§ WHAT THE TASK ASKS
There is one span to output from the data below: the lines starting at the line with "code_offset, code_size, Some(salt))" and ending at the line with "beneficiary = word_to_address(current_call_frame.stack.pop()?);". Output it exactly, ends included, nothing more.

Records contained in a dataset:
****************

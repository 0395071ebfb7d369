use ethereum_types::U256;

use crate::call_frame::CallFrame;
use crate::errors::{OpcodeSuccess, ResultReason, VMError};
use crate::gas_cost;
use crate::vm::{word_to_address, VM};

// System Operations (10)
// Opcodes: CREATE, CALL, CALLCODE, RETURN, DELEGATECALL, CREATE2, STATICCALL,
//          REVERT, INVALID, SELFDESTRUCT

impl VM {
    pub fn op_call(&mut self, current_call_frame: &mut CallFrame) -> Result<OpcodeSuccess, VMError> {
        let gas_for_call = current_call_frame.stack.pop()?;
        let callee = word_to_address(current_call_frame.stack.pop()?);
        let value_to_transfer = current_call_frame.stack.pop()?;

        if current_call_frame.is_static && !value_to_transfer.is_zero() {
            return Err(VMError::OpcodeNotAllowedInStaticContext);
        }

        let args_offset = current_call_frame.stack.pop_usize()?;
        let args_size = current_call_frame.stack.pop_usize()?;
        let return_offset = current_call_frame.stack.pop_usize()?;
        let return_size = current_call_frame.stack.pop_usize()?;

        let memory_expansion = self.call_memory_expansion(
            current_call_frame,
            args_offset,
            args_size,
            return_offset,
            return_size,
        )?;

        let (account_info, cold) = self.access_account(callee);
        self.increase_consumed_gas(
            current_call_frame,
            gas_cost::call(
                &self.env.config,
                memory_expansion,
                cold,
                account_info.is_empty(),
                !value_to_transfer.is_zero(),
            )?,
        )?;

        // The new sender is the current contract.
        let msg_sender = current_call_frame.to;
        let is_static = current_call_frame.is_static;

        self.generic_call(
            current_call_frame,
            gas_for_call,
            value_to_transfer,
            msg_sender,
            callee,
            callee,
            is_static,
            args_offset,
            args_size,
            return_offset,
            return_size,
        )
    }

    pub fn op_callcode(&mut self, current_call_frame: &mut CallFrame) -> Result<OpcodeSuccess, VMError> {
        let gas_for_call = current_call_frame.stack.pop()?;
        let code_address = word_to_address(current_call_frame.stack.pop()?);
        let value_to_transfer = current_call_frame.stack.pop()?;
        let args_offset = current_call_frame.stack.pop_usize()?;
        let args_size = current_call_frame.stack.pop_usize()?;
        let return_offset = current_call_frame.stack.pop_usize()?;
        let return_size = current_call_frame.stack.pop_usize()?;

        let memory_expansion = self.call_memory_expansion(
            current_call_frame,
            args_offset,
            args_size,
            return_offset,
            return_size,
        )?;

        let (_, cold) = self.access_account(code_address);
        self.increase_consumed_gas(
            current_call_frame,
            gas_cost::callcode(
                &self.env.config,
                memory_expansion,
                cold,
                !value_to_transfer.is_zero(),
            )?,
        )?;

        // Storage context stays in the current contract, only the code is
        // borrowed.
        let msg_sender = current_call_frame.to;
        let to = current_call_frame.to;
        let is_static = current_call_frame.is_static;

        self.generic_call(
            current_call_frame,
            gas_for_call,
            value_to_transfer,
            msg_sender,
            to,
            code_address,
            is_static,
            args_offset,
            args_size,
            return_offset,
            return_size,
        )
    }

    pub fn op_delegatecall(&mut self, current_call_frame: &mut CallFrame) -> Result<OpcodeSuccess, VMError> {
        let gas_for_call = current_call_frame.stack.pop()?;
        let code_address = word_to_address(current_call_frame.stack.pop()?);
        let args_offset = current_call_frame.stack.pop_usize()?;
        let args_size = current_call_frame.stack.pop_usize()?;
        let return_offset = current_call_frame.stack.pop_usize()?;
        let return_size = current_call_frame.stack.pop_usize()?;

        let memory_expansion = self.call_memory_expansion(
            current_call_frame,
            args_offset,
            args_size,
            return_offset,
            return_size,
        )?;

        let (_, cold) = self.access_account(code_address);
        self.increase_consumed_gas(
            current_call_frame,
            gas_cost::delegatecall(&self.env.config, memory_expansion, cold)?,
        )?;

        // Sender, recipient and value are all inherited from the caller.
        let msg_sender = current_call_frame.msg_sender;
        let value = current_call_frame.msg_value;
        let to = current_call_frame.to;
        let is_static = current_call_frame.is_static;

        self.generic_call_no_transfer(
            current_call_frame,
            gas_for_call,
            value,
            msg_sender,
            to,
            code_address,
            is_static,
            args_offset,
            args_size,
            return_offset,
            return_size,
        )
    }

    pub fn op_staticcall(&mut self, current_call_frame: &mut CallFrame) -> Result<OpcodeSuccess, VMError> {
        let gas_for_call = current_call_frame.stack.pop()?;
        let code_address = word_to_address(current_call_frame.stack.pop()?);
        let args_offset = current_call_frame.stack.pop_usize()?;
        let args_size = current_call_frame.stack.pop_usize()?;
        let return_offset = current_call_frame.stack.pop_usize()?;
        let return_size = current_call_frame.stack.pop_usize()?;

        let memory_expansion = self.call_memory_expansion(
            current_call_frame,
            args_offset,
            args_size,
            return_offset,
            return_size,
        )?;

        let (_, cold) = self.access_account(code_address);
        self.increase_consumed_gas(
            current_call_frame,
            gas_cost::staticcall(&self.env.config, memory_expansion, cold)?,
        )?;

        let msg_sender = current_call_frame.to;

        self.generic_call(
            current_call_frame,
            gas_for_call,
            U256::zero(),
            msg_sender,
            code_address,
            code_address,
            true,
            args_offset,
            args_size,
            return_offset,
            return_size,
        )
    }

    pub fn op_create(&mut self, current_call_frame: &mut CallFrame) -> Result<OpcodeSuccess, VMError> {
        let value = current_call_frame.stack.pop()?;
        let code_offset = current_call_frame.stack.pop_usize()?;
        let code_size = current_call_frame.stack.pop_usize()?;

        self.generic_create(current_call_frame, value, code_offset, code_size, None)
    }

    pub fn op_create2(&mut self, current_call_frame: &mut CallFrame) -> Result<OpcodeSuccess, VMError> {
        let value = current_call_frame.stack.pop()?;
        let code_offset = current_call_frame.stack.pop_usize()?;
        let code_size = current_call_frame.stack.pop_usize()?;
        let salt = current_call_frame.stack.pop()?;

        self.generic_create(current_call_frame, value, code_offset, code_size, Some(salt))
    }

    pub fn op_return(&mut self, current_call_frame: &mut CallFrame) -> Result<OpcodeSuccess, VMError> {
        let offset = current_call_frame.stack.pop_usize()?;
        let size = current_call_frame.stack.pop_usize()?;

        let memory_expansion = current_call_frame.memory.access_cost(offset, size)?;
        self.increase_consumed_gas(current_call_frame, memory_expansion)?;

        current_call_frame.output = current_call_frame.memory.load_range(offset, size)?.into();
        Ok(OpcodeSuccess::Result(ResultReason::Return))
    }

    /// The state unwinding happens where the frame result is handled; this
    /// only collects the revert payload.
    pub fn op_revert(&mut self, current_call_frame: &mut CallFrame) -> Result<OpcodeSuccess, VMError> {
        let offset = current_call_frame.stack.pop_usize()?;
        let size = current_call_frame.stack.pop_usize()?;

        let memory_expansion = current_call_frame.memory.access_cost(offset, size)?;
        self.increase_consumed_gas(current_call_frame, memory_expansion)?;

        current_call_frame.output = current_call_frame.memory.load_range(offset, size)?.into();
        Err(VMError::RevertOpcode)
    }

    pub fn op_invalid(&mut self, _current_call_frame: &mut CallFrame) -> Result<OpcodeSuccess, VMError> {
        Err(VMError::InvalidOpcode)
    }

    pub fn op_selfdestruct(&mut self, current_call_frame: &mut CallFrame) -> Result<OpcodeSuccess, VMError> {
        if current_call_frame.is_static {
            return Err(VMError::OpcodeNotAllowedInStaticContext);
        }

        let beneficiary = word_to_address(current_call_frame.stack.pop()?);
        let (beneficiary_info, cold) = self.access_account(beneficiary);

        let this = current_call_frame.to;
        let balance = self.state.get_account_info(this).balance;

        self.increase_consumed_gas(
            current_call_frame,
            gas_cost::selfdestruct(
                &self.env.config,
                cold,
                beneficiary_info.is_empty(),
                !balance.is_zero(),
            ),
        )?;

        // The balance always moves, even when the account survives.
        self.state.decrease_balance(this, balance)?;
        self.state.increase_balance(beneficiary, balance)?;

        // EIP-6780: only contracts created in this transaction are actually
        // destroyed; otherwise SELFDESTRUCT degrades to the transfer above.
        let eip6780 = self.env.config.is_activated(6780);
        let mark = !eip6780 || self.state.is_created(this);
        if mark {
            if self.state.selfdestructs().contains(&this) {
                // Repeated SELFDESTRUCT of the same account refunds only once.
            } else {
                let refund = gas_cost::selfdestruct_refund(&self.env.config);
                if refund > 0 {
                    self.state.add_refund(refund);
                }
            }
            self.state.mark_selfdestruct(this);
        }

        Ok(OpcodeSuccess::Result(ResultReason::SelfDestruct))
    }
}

****************

§ EXPECTED ANSWER
        self.generic_create(current_call_frame, value, code_offset, code_size, Some(salt))
    }

    pub fn op_return(&mut self, current_call_frame: &mut CallFrame) -> Result<OpcodeSuccess, VMError> {
        let offset = current_call_frame.stack.pop_usize()?;
        let size = current_call_frame.stack.pop_usize()?;

        let memory_expansion = current_call_frame.memory.access_cost(offset, size)?;
        self.increase_consumed_gas(current_call_frame, memory_expansion)?;

        current_call_frame.output = current_call_frame.memory.load_range(offset, size)?.into();
        Ok(OpcodeSuccess::Result(ResultReason::Return))
    }

    /// The state unwinding happens where the frame result is handled; this
    /// only collects the revert payload.
    pub fn op_revert(&mut self, current_call_frame: &mut CallFrame) -> Result<OpcodeSuccess, VMError> {
        let offset = current_call_frame.stack.pop_usize()?;
        let size = current_call_frame.stack.pop_usize()?;

        let memory_expansion = current_call_frame.memory.access_cost(offset, size)?;
        self.increase_consumed_gas(current_call_frame, memory_expansion)?;

        current_call_frame.output = current_call_frame.memory.load_range(offset, size)?.into();
        Err(VMError::RevertOpcode)
    }

    pub fn op_invalid(&mut self, _current_call_frame: &mut CallFrame) -> Result<OpcodeSuccess, VMError> {
        Err(VMError::InvalidOpcode)
    }

    pub fn op_selfdestruct(&mut self, current_call_frame: &mut CallFrame) -> Result<OpcodeSuccess, VMError> {
        if current_call_frame.is_static {
            return Err(VMError::OpcodeNotAllowedInStaticContext);
        }

        let beneficiary = word_to_address(current_call_frame.stack.pop()?);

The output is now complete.